## TO DO
Find every line below with the string "DateTime" and pick it out.

● ● ●

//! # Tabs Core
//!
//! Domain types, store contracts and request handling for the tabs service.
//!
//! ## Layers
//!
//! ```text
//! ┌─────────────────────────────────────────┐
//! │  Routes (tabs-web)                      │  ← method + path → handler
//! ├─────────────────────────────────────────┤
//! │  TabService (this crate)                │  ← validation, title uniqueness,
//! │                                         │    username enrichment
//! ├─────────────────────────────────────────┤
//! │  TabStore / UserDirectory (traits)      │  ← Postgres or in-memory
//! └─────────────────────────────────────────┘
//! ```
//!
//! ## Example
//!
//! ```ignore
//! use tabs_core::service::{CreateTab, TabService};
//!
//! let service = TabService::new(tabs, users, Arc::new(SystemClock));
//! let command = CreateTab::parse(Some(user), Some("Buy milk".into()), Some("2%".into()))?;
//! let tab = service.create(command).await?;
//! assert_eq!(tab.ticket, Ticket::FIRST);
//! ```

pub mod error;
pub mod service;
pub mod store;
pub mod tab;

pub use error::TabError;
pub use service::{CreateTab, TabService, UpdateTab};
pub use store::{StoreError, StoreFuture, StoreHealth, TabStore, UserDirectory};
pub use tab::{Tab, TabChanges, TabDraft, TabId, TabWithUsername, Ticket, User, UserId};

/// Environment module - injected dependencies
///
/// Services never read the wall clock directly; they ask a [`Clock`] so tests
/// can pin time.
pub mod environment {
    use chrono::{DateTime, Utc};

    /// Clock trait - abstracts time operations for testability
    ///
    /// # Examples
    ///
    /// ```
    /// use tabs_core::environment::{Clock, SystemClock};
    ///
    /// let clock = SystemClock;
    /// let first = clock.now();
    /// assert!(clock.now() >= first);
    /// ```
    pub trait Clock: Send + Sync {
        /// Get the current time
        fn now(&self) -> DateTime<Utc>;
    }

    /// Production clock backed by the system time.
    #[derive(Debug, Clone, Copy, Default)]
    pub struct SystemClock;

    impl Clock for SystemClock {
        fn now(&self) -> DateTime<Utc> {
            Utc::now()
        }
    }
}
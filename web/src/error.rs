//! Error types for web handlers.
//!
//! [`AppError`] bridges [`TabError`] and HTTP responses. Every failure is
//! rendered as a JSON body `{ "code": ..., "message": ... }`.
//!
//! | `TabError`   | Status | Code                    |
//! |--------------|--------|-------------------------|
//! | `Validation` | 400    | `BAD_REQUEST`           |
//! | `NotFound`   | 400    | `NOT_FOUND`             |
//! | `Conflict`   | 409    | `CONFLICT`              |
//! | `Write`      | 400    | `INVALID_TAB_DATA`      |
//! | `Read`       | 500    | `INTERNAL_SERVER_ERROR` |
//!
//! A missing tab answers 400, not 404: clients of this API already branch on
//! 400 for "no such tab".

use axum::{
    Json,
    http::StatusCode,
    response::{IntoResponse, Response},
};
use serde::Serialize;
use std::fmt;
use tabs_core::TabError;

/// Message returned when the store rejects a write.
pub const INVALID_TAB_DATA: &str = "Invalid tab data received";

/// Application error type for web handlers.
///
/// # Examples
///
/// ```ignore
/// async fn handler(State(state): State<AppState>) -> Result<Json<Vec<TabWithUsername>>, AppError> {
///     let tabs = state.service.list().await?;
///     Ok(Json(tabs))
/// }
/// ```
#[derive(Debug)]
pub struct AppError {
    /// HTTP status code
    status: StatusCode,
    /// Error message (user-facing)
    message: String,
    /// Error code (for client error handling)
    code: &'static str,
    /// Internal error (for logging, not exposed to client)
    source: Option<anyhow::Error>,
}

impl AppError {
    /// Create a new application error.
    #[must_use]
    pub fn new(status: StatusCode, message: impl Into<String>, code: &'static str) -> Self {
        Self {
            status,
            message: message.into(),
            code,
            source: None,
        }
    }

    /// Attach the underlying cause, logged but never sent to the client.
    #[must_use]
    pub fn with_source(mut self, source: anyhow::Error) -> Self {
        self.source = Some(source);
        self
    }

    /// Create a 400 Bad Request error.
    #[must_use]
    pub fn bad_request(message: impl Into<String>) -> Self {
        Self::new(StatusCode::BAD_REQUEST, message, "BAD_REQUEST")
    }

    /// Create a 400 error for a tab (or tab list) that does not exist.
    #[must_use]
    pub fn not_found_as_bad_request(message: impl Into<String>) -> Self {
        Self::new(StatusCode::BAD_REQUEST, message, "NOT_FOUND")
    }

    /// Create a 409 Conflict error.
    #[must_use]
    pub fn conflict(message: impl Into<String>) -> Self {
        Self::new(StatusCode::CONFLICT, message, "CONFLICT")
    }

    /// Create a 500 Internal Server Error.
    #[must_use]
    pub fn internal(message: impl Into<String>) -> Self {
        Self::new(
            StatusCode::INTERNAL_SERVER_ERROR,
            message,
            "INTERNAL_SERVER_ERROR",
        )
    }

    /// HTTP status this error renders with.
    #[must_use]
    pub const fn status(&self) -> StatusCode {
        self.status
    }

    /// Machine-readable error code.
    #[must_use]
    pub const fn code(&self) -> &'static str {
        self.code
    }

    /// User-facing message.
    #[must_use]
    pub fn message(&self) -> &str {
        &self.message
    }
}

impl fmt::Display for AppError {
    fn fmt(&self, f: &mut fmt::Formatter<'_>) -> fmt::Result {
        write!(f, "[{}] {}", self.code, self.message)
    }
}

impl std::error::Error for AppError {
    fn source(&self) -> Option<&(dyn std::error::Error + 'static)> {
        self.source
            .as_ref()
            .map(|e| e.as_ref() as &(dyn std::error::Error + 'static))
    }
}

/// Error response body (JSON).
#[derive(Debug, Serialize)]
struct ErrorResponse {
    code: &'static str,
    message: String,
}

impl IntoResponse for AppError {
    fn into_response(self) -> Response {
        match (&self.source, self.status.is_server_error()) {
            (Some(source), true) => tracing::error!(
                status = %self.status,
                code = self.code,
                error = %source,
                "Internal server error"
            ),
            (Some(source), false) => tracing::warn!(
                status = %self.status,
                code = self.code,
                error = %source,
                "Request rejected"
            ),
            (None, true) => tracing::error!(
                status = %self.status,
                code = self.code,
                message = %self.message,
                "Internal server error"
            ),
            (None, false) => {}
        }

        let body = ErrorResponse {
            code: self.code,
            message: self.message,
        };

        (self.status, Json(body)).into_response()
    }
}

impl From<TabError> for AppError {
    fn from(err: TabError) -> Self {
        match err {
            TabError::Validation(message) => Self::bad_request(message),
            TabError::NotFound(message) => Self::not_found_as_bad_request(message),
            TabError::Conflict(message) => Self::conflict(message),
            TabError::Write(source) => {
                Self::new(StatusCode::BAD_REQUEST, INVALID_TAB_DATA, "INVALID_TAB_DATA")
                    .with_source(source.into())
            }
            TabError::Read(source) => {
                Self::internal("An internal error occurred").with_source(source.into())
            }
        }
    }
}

● ● ●

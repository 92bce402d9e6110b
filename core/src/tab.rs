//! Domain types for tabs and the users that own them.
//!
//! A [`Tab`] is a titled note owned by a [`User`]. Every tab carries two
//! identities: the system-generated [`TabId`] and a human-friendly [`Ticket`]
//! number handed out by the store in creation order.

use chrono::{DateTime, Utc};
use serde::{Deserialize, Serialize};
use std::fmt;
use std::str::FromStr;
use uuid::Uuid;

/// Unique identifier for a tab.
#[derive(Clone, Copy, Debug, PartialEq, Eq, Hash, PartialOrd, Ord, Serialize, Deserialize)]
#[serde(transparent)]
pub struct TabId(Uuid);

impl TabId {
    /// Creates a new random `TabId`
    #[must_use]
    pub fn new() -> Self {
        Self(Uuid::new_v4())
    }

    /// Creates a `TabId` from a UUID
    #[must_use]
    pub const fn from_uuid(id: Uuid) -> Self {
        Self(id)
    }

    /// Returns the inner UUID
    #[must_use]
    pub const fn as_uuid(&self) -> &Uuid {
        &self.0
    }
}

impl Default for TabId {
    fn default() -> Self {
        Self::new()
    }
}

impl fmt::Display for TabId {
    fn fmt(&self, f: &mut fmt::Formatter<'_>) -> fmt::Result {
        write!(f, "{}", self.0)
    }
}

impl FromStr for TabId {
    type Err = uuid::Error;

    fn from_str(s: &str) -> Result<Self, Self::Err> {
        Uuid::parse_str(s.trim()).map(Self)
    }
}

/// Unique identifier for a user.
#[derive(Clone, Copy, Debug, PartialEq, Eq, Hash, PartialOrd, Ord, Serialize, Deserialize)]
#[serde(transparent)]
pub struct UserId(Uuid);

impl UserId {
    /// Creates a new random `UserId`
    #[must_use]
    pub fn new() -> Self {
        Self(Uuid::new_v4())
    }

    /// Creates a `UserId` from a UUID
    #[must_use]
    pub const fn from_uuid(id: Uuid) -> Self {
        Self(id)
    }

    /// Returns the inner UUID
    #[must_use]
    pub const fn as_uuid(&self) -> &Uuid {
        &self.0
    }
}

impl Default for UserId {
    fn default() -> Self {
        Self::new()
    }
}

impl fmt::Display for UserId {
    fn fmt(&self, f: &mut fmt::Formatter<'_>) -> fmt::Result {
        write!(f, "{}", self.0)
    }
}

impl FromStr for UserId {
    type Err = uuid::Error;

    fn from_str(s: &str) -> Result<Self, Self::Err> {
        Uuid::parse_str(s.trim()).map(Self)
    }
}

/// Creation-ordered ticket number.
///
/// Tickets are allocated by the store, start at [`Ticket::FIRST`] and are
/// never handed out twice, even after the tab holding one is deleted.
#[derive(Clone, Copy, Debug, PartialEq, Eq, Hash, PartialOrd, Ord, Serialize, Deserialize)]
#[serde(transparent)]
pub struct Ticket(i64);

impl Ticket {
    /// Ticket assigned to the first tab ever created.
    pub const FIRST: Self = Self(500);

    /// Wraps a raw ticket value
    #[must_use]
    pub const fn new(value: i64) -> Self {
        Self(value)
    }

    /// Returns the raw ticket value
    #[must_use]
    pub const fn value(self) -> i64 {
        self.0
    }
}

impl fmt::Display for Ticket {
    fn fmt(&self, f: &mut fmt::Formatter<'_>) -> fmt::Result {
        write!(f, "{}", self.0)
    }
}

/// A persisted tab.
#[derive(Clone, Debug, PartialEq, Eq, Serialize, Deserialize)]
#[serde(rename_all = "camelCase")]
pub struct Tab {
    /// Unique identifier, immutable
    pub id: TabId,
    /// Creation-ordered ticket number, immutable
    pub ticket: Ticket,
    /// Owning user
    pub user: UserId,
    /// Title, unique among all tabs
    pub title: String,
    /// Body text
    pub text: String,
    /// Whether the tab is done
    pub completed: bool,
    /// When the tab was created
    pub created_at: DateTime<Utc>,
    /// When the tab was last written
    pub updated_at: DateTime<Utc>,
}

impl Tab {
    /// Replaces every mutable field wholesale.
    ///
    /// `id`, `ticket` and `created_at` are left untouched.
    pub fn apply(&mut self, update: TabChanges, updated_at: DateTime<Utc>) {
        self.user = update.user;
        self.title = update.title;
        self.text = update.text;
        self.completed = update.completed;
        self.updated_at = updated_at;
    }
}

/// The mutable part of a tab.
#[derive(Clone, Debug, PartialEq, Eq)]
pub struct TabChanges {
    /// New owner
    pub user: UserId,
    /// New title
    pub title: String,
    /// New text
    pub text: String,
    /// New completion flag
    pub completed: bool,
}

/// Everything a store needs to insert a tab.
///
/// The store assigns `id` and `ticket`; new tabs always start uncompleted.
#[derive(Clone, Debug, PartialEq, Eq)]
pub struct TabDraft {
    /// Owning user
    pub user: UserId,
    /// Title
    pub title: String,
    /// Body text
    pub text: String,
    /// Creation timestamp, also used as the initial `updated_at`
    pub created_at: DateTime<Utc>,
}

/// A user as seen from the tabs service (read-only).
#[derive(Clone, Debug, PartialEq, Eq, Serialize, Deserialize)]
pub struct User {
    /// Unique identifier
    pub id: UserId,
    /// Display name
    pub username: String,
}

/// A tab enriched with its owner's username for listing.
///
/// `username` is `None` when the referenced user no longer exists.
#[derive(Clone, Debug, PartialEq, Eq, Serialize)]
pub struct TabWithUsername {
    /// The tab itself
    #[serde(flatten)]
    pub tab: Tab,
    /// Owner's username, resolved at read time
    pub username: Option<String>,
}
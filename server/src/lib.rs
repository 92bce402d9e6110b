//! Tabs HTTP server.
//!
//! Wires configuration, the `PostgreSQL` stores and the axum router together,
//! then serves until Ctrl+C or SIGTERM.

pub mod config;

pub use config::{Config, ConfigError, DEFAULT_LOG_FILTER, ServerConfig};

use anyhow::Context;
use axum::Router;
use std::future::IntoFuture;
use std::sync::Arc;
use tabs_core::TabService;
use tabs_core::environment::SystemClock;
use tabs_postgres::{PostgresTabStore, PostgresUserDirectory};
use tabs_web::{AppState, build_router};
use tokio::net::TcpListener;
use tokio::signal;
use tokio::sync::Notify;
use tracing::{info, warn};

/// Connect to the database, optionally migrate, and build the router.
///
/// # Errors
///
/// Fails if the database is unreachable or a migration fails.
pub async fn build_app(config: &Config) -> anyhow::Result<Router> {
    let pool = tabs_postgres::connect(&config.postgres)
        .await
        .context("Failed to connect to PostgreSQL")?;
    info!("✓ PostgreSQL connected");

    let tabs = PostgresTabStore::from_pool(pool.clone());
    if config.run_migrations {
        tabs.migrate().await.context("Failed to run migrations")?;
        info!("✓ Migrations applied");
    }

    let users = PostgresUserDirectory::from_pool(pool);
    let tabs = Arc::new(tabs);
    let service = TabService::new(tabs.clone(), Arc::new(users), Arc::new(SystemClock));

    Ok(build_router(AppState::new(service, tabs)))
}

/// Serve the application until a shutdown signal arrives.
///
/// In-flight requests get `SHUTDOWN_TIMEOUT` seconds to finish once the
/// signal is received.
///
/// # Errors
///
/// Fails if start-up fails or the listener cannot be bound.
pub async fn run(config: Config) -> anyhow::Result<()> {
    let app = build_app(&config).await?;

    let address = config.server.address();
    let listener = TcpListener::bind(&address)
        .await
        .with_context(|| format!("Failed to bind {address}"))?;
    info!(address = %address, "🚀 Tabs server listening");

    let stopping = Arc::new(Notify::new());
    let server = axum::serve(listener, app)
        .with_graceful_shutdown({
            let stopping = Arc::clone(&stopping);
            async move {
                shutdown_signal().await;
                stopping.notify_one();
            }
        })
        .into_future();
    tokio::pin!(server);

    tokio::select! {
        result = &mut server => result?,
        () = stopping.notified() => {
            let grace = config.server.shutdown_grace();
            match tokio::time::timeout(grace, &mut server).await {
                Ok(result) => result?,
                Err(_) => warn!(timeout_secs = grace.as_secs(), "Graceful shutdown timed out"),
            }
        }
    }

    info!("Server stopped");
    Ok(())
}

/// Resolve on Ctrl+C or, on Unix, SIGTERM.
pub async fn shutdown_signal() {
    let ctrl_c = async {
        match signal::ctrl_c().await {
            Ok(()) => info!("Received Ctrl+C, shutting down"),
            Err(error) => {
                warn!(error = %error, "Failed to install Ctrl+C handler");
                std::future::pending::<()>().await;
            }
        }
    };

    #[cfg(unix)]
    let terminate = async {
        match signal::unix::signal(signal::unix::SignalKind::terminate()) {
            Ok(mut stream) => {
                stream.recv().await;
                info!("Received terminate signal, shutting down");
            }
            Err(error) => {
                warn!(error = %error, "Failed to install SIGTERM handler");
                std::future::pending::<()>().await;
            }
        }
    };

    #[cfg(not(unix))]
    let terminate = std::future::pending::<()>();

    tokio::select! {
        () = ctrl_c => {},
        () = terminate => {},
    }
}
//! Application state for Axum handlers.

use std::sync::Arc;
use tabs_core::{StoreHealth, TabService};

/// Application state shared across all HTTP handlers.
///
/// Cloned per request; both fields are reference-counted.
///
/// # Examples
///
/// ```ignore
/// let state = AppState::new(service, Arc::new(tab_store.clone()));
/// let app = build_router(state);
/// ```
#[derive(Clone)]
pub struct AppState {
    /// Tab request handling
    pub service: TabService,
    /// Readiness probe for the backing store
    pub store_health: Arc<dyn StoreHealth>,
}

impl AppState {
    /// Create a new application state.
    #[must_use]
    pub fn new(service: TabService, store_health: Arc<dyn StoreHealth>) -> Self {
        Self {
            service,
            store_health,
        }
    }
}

● ● ●

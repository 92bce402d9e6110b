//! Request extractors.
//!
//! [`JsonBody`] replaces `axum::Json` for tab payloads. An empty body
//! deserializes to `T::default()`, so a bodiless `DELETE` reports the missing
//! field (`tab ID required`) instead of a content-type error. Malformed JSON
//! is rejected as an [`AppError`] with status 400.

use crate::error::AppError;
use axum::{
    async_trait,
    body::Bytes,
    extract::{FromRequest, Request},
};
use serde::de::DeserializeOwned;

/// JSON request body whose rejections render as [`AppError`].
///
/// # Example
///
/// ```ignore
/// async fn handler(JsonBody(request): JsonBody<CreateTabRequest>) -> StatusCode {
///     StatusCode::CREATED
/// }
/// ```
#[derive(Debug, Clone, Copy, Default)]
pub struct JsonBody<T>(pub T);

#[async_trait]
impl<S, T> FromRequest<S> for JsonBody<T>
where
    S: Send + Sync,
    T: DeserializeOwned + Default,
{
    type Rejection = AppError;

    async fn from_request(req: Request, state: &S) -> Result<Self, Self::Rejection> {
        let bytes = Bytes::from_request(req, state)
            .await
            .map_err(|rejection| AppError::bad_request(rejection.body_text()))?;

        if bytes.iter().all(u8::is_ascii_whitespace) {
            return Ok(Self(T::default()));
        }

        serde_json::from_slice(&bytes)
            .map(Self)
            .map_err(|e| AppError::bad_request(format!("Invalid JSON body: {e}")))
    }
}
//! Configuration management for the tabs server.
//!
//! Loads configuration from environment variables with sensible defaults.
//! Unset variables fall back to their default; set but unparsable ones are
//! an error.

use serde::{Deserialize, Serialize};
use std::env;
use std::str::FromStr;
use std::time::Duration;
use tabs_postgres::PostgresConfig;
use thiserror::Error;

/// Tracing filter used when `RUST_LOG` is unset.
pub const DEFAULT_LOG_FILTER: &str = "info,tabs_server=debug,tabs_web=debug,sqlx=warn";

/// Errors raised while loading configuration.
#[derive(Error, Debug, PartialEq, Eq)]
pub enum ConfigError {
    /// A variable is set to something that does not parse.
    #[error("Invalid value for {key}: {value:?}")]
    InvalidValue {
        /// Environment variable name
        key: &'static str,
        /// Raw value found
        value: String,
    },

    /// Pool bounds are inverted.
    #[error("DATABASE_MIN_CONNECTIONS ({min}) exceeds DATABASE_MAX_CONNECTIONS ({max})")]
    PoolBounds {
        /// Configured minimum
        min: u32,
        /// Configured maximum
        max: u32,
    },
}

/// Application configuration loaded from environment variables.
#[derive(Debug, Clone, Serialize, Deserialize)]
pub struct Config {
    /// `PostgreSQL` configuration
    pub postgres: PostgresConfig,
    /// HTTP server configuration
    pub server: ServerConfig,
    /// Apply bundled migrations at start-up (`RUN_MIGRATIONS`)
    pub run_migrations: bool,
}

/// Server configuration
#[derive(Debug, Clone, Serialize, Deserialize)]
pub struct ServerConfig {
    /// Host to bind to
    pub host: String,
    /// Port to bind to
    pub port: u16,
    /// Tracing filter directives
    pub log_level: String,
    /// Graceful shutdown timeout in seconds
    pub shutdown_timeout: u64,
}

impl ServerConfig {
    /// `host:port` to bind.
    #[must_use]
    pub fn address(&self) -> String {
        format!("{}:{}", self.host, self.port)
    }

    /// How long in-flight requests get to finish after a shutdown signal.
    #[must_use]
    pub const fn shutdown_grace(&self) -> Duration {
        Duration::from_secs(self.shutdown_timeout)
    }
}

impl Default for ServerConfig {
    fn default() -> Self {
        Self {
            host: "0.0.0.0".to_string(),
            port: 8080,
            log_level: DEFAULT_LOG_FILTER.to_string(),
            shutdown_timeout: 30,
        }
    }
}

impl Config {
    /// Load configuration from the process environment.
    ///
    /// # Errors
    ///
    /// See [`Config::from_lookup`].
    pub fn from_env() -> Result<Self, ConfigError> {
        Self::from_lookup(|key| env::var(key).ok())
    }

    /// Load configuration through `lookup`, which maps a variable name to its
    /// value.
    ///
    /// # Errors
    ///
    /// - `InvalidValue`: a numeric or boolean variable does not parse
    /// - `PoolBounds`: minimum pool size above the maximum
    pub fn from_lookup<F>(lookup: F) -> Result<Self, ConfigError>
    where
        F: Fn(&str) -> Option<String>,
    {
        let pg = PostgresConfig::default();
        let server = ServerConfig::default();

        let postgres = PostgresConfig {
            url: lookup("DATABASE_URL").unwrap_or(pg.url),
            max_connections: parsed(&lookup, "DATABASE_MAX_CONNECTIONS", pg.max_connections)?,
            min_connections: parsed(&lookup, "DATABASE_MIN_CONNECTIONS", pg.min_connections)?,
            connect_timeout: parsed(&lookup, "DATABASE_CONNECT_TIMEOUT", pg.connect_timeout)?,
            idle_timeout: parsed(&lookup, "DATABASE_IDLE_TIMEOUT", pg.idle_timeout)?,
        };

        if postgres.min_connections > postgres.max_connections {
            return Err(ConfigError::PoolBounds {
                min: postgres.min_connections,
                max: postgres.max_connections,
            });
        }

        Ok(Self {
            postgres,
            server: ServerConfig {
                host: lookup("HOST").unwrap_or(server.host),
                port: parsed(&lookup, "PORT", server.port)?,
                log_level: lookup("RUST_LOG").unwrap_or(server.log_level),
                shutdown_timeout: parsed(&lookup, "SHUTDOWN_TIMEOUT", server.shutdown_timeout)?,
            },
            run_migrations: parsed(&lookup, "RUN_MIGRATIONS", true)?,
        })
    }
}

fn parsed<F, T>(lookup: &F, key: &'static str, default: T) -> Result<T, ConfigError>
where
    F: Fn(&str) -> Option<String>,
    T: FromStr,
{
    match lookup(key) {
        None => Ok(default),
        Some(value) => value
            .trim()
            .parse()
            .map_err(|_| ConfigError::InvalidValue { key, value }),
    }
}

● ● ●

## EXERCISE ANSWER
    use chrono::{DateTime, Utc};
        fn now(&self) -> DateTime<Utc>;
        fn now(&self) -> DateTime<Utc> {
use chrono::{DateTime, Utc};
    pub created_at: DateTime<Utc>,
    pub updated_at: DateTime<Utc>,
    pub fn apply(&mut self, update: TabChanges, updated_at: DateTime<Utc>) {
    pub created_at: DateTime<Utc>,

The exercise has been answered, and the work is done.